The downtown Peoria riverfront was dotted with pleasure boats drifting along the Illinois River this Memorial Day weekend, which marks the unofficial beginning of boating season.
The downtown riverfront was dotted with pleasure boats drifting along the Illinois River this Memorial Day weekend, which marks the unofficial beginning of boating season.
With gas prices high, many boaters threw down their anchors and settled for a slow float in the sun with friends and a cooler of cold ones.
"It's kind of a double whammy," boating safety activist Roger Nelson says of drinking on the water on a nice day. "People get out their boats for the first time this year, stock up the coolers and head out into the harsh sun. Sometimes it doesn't hit them until it's too late."
Nelson, 53, of Bartonville is a part of the Illinois Valley Power Squadron, a not-for-profit organization dedicated to the promotion of boating safety.
While Nelson agrees it is nice to cruise down the river with a couple of beers, "you just have to know when to say when."
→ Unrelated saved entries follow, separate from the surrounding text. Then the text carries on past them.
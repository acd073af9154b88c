// spellgate-analyze: Morphological analysis of words.
//
// Prints every Hunspell analysis for each word, one per line, in the
// dictionary's own field notation (`st:`, `po:`, `is:` ...).
//
// Usage:
//   spellgate-analyze [-d DICT_PATH] [-l LANG] [WORD...]

use std::io::{self, BufRead, Write};

use spellgate_core::SpellEngine;
use spellgate_hunspell::Hunspell;

fn main() {
    let args: Vec<String> = std::env::args().skip(1).collect();
    let (dict, args) =
        spellgate_cli::parse_dict_path(&args).unwrap_or_else(|e| spellgate_cli::fatal(&e));

    if spellgate_cli::wants_help(&args) {
        println!("spellgate-analyze: Morphological analysis of words.");
        println!();
        println!("Usage: spellgate-analyze [-d DICT_PATH] [-l LANG] [WORD...]");
        println!();
        println!("If WORD arguments are given, analyzes each word.");
        println!("Otherwise reads words from stdin (one per line).");
        println!();
        println!("Options:");
        println!("  -d, --dict-path PATH   Directory containing LANG.aff and LANG.dic");
        println!("  -l, --lang LANG        Dictionary name (default: en_US)");
        println!("  -h, --help             Print this help");
        return;
    }

    let words = spellgate_cli::positional_words(&args);

    let mut engine = spellgate_cli::load_engine(&dict).unwrap_or_else(|e| spellgate_cli::fatal(&e));

    let stdout = io::stdout();
    let mut out = io::BufWriter::new(stdout.lock());

    let analyze_word = |word: &str, engine: &mut Hunspell, out: &mut io::BufWriter<io::StdoutLock<'_>>| {
        match engine.analyze(word) {
            Ok(analyses) if analyses.is_empty() => {
                let _ = writeln!(out, "{word}: (no analysis)");
            }
            Ok(analyses) => {
                let _ = writeln!(out, "{word}:");
                for (i, analysis) in analyses.iter().enumerate() {
                    let _ = writeln!(out, "  Analysis {}: {}", i + 1, analysis.trim());
                }
            }
            Err(e) => eprintln!("error analyzing {word:?}: {e}"),
        }
    };

    if words.is_empty() {
        let stdin = io::stdin();
        for line in stdin.lock().lines() {
            let line = match line {
                Ok(l) => l,
                Err(e) => {
                    eprintln!("error reading stdin: {e}");
                    break;
                }
            };
            let word = line.trim();
            if word.is_empty() {
                continue;
            }
            analyze_word(word, &mut engine, &mut out);
        }
    } else {
        for word in &words {
            analyze_word(word, &mut engine, &mut out);
        }
    }
}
Alcohol remains one of the biggest contributing factors in serious boating crashes, said Officer Jim Byron, a 23-year member of the Illinois Department of Natural Resources Conservation Police.
The agency is the main enforcer on the Illinois River, and Byron and his co-workers patrol the waters between Henry and Havana much of the summer, checking boats for safety equipment and also watching for impaired boaters who might be violating the "marine rules of the road."
"Obviously alcohol is the number one issue on the water," he said.
And while the boating crash involving ex-Peoria police officer Troy Parker may have more people thinking about the effects of alcohol on boaters, it likely won't be the end to reckless activity on the river, said Nelson.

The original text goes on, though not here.